CSIRO Linux GPU Cluster

Specialised Graphical Processing Unit computing facility

Getting Started

User Information

Accessing the GPU cluster
Users can access the GPU cluster via ssh.
To access the production cluster, users should ssh to the production head node, called linuxgpu.csiro.au Users with an account can log in using their nexus ident as their username, and entering their nexus password when prompted for a password.

To access the test cluster, users should ssh to the test development/head node, called testgpu.csiro.au Users with an account can log in using their nexus ident as their username, and entering their nexus password when prompted for a password.

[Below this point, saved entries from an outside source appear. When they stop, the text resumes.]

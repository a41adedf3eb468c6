//! In-memory task repository.

use async_trait::async_trait;
use std::collections::HashMap;
use std::sync::{Arc, RwLock};

use crate::task::{
    domain::{AccountId, Task, TaskId, TaskQuery},
    ports::{TaskMutator, TaskRepository, TaskRepositoryError, TaskRepositoryResult},
};

/// Thread-safe in-memory task repository.
#[derive(Debug, Clone, Default)]
pub struct InMemoryTaskRepository {
    state: Arc<RwLock<InMemoryTaskState>>,
}

#[derive(Debug, Default)]
struct InMemoryTaskState {
    tasks: HashMap<TaskId, Task>,
    insertion_order: Vec<TaskId>,
}

impl InMemoryTaskState {
    /// Clones stored tasks in insertion order.
    fn snapshot(&self) -> impl Iterator<Item = Task> + '_ {
        self.insertion_order
            .iter()
            .filter_map(|id| self.tasks.get(id).cloned())
    }
}

impl InMemoryTaskRepository {
    /// Creates an empty in-memory repository.
    #[must_use]
    pub fn new() -> Self {
        Self::default()
    }

    fn read(&self) -> TaskRepositoryResult<std::sync::RwLockReadGuard<'_, InMemoryTaskState>> {
        self.state.read().map_err(|err| {
            TaskRepositoryError::persistence(std::io::Error::other(err.to_string()))
        })
    }

    fn write(&self) -> TaskRepositoryResult<std::sync::RwLockWriteGuard<'_, InMemoryTaskState>> {
        self.state.write().map_err(|err| {
            TaskRepositoryError::persistence(std::io::Error::other(err.to_string()))
        })
    }
}

#[async_trait]
impl TaskRepository for InMemoryTaskRepository {
    async fn add(&self, task: &Task) -> TaskRepositoryResult<()> {
        let mut state = self.write()?;
        if state.tasks.contains_key(&task.id()) {
            return Err(TaskRepositoryError::DuplicateTask(task.id()));
        }
        state.insertion_order.push(task.id());
        state.tasks.insert(task.id(), task.clone());
        Ok(())
    }

    async fn find_by_id(&self, id: TaskId) -> TaskRepositoryResult<Option<Task>> {
        let state = self.read()?;
        Ok(state.tasks.get(&id).cloned())
    }

    async fn update(&self, id: TaskId, mutator: TaskMutator) -> TaskRepositoryResult<Task> {
        let mut state = self.write()?;
        let stored = state
            .tasks
            .get_mut(&id)
            .ok_or(TaskRepositoryError::NotFound(id))?;

        // Mutate a copy so a rejected transition leaves the record untouched.
        let mut updated = stored.clone();
        mutator(&mut updated).map_err(TaskRepositoryError::Rejected)?;
        *stored = updated.clone();
        Ok(updated)
    }

    async fn query(&self, query: TaskQuery) -> TaskRepositoryResult<Vec<Task>> {
        let state = self.read()?;
        Ok(query.apply(state.snapshot()))
    }

    async fn find_by_participant(&self, account: &AccountId) -> TaskRepositoryResult<Vec<Task>> {
        let state = self.read()?;
        Ok(state
            .snapshot()
            .filter(|task| task.creator() == account || task.claimant() == Some(account))
            .collect())
    }
}
//! Adapter implementations of the task ports.

pub mod memory;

Please Contact a ASC Cluster Administrator and request to add your NEXUS account to the GPU cluster if you do not have an account on the GPU cluster. (Assistance email below)

Logging In
Getting a console application working just requires Putty (or ssh to linuxgpu.csiro.au from a Linux host)
You can learn about Putty or just install it if it is not already included on your machine

Once installed you can manually add linuxgpu.csiro.au to the list of hosts or just download the pre-configured entries. After downloading the zip, extract the .reg files and right click and select merge for those you require. If the application you will be running on the cluster requires a graphic user interface see this FAQ item

Running Jobs on the GPU cluster
Job submission is via the head node "linuxgpu.csiro.au". linuxgpu is also a login node where jobs can be compiled under nvcc/cudacc environment.

Please note:
There are no gpus attached to the production head node (see GPU Structural Configuration "pdf")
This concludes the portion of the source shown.